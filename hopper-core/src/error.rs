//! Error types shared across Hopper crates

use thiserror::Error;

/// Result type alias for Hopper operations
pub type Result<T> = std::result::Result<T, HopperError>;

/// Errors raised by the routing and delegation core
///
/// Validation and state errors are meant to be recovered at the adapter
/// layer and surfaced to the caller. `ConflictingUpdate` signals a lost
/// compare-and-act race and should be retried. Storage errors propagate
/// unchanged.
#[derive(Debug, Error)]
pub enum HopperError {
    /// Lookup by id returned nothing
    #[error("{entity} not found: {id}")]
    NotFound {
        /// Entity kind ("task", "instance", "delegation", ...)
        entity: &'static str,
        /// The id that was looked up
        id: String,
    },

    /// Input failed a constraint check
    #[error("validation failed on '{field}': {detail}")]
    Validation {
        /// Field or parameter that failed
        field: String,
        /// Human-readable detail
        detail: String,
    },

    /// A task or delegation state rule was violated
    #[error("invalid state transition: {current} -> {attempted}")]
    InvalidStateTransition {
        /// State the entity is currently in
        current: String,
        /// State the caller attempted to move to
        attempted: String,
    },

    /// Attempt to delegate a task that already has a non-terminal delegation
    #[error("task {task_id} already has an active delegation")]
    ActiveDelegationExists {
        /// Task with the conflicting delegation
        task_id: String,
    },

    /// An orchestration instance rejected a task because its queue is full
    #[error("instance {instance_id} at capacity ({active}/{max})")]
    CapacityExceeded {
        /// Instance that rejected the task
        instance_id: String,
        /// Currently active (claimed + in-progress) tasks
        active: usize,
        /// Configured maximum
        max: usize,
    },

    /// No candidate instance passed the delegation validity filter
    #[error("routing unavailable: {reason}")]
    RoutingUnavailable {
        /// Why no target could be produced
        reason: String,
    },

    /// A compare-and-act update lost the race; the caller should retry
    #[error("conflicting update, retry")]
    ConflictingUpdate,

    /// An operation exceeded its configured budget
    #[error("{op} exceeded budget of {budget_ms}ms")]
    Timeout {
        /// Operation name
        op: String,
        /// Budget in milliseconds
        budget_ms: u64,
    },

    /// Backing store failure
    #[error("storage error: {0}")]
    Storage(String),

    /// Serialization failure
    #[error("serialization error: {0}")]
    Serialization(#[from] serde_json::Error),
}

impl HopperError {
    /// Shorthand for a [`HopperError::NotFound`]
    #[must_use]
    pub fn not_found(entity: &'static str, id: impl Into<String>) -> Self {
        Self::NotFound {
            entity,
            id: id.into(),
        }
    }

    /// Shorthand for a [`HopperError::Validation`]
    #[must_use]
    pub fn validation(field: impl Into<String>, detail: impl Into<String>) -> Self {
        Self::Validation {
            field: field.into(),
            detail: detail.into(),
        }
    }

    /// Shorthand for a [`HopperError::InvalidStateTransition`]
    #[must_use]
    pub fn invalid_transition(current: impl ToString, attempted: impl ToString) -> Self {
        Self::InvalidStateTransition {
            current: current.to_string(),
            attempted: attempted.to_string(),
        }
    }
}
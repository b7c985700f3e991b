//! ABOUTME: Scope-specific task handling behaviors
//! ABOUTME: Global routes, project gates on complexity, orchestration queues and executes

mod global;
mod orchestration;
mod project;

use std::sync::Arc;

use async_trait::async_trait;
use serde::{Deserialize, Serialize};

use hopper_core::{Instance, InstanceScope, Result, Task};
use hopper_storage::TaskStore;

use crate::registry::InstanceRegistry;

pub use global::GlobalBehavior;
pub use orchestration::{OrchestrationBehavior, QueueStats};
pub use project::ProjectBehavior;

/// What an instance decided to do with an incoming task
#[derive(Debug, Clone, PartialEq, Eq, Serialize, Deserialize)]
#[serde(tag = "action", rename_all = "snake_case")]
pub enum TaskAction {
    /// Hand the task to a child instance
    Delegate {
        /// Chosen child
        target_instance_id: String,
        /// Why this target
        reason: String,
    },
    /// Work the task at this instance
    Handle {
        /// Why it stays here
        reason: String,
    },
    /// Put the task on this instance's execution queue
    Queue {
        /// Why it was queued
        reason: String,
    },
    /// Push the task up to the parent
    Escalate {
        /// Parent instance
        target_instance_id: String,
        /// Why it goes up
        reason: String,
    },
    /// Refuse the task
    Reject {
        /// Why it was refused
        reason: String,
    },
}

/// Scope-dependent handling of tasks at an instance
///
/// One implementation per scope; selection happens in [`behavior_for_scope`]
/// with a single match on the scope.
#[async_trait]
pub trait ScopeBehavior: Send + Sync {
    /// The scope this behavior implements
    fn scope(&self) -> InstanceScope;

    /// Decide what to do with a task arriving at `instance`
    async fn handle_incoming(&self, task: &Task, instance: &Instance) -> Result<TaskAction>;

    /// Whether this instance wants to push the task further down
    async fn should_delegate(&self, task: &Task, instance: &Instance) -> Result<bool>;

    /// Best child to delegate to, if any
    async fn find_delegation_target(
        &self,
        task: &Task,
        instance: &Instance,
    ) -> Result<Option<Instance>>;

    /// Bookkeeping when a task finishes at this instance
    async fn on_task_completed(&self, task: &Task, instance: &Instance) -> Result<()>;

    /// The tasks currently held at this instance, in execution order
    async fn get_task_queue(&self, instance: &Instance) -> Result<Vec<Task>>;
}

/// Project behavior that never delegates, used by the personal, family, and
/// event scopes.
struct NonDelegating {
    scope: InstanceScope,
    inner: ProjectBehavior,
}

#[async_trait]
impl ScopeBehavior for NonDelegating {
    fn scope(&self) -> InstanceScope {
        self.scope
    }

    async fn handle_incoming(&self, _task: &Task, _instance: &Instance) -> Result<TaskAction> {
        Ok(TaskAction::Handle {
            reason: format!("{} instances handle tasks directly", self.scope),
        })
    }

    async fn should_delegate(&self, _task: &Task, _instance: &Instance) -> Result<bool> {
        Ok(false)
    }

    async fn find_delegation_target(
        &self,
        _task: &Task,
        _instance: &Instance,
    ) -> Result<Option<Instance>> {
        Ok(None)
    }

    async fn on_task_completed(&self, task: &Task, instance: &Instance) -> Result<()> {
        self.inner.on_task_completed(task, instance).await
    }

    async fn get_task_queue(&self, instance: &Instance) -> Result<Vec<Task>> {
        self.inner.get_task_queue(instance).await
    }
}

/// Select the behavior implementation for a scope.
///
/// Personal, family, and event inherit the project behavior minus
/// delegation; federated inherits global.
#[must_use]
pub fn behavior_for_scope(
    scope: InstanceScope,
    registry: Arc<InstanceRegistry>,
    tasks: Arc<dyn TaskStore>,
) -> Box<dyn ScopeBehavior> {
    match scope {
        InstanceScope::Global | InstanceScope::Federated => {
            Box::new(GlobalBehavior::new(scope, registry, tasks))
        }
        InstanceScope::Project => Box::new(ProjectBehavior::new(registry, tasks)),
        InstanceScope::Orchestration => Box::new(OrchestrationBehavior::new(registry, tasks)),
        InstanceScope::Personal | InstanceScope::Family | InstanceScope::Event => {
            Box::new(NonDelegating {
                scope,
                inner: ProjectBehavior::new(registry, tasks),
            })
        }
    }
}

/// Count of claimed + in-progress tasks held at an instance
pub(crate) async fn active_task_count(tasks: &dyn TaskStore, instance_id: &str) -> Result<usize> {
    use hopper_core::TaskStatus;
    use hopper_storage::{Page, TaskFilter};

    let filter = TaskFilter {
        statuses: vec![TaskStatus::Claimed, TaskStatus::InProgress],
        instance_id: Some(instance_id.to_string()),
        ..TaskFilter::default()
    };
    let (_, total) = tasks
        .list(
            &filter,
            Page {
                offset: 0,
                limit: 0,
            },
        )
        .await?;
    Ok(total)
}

============

→ **Problem details**:
State how many lines in the material above hold the word "registry". Add nothing else.

→ **Answer space**:
6